TALISMANGEUR OP HET RANDJE VAN PROVOCATIE
Jaar van lancering: 2014
Laatst aangepast: 25/04/14
Neus: Alberto Morillas
Ambassadrice: Edita Vilkeviciute
Concept & realisatie: Mikael Jansson
Met Omnia Indian Garnet huldigt Bulgari de adembenemende schoonheid van een land dat inspireert door zijn kaleidoscoop aan kleuren, texturen en aroma’s die ons voluit laat genieten van heerlijke geuren en kostbare edelstenen: India.
Geuren: volgens de Italiaanse juwelier zijn India en parfum intiem met elkaar verweven: het is opstapje naar de goden en indrukwekkend verleidingswapen, en vertegenwoordigt alle kwaliteiten van de ziel en de geneugten van de zintuigen. Is het niet zo dat op de boog van Karma, de Hindoegodin van de liefde, vijf peilen zitten omwonden met bloemen? Is het niet zo dat de tempels ‘gandhakuti’ heten – een woord dat ook geurkamer betekent? Eerst speciaal gemaakt voor Boeddha (later kregen de andere tempels ook een geurkamer). Was die niet aanwezig dan hingen de mensen bloemen en bij de ingang, vandaar de naam.
WAT RUIK IK EIGENLIJK?
Deze link zag Bulgari en Morillas merkwaardigerwijze niet: de kleur van de gedroogde stampers van saffraan (komt uit het Arabisch al zafaran dat geel betekent) hebben ook iets van de mandarijngranaat… voeg je die toe aan bijvoorbeeld een Indiaanse rijstschotel of Italiaanse risotto, dan kleuren de korrels na een tijdje intens en warm-geel… en ‘verschijnt’ een aroma dat ik zelf een van de moeilijkste vind om treffend te omschrijven. Droog, poederig, strak, ruw, bitter en toch zacht-kruidig. Maar ook zonnig.
Eén ding is saffraan (foto) niet: fris. Dus omringde Morillas saffraan met Siciliaanse manderijn. Of beter gezegd: die ruik je eerst, schiet zelfs, als een pijl uit een ‘Karma’-boog, want ondanks zijn zoetheid toch geladen met fris-scherpe noten. Saffraan zorgt ervoor dat citrusprikkel wordt getemperd en haakt mooi in op de bloem die in het hart troont – de übersensuele tuberoos.

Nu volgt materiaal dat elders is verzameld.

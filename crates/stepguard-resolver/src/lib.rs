//! # stepguard-resolver
//!
//! Conflict-free resolution of newly requested steps.
//!
//! Given a candidate step and the corpus index, the resolver decides whether
//! to reuse an existing definition, adapt a close match, or mint a new
//! domain-qualified pattern that does not collide with the corpus.

mod mint;
mod resolver;

pub use mint::{disambiguate, qualify};
pub use resolver::{resolve, StepResolver, DEFAULT_REUSE_THRESHOLD};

Codewoorden: ‘geklaarde boter’, zacht, vol, overrompelend en door Bulgari treffend omschreven als dé witte bloem met een bijna obsessieve aantrekkingskracht zwevend tussen honing en vergif. En die wordt gekoppeld aan een zo niet nog verslavend-gevaarlijker bloem(etje): osmanthus… In zijn pure extract ongekend animaal, maar milder gedoseerd een parfum met rozijn- en abrikoosachtige noten omringd door leer. Toch een geslaagde combi; ze houden elkaar mooi in evenwicht en gaan samen niet over het randje van de provocatie aldus Bulgari. Had van mij wel gemogen, trouwens zo’n erotische eruptie.

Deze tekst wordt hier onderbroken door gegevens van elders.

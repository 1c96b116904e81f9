//! Command-line interface handling for the fleet orchestrator daemon.
//!
//! This module provides command-line argument parsing using the `clap`
//! crate; arguments override the corresponding configuration-file settings.

use clap::{Arg, Command};
use std::path::PathBuf;

/// Command line arguments parsed from user input.
#[derive(Debug, Clone)]
pub struct CliArgs {
    /// Path to the configuration file
    pub config_path: PathBuf,
    /// Optional override for the public bind address
    pub bind_address: Option<String>,
    /// Optional override for the worker pool size
    pub num_workers: Option<usize>,
    /// Optional override for log level
    pub log_level: Option<String>,
    /// Whether to force JSON log output
    pub json_logs: bool,
}

impl CliArgs {
    /// Parses command line arguments using clap.
    pub fn parse() -> Self {
        let matches = Command::new("Fleet Orchestrator")
            .version(env!("CARGO_PKG_VERSION"))
            .about("Supervises a pool of game workers and proxies their public traffic")
            .arg(
                Arg::new("config")
                    .short('c')
                    .long("config")
                    .value_name("FILE")
                    .help("Configuration file path")
                    .default_value("fleet.toml"),
            )
            .arg(
                Arg::new("bind")
                    .short('b')
                    .long("bind")
                    .value_name("ADDRESS")
                    .help("Public bind address (e.g., 127.0.0.1:3000)"),
            )
            .arg(
                Arg::new("workers")
                    .short('w')
                    .long("workers")
                    .value_name("COUNT")
                    .help("Number of worker processes")
                    .value_parser(clap::value_parser!(usize)),
            )
            .arg(
                Arg::new("log-level")
                    .short('l')
                    .long("log-level")
                    .value_name("LEVEL")
                    .help("Log level (trace, debug, info, warn, error)"),
            )
            .arg(
                Arg::new("json-logs")
                    .long("json-logs")
                    .help("Output logs in JSON format")
                    .action(clap::ArgAction::SetTrue),
            )
            .get_matches();

        Self {
            config_path: PathBuf::from(
                matches
                    .get_one::<String>("config")
                    .expect("Default config path should always be set"),
            ),
            bind_address: matches.get_one::<String>("bind").cloned(),
            num_workers: matches.get_one::<usize>("workers").copied(),
            log_level: matches.get_one::<String>("log-level").cloned(),
            json_logs: matches.get_flag("json-logs"),
        }
    }
}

Dit alles wordt geschraagd door Indisch hout. Wat? Dat bestaat niet. Ja, bestaat dus wel als je hout bedoelt dat in India wordt verbouwd, gekapt en verwerkt tot weet ik niet wat. Maar dat kan dus elke boomsoort zijn. Morillas omzeilt hiermee het probleem dat het enige en echte Indisch hout – het heilige, romige, lichtjes naar roos ruikende sandelhout – niet meer gebruikt mag worden voor niet-religieuze doeleinden. Maar in de parfumerie wordt al jaren met synthetisch hout gewerkt. Morillas koos voor een bescheiden melange die de noten van ceder-, sandel- en pallisanderhout vermengd met de droge, rookachtige noten van cypriol (papyrussoort). En voegde op het einde nog een warme ambernoot toe, maar die is ook zachtjes van toon.
RUIK&VERGELIJK
Tuberoos solo: voor velen vrouwen toch teveel van het goede. En geen massavermaak. Dat realiseert zich de parfumbranche ook na de niet echt enthousiaste ontvangst van Versace’s Blonde (1996) en Fragile van Jean Paul Gaultier (1999) en de eerste geur van Michael Kors (2001) die binnenkort trouwens wel een doorstart maakt, naar ik heb vernomen. Tuberoos omringd met andere bloemen, maakt wellicht meer kans. Keuze is nog steeds beperkt, dat wel:
Sisley Eau Tropicale (2014)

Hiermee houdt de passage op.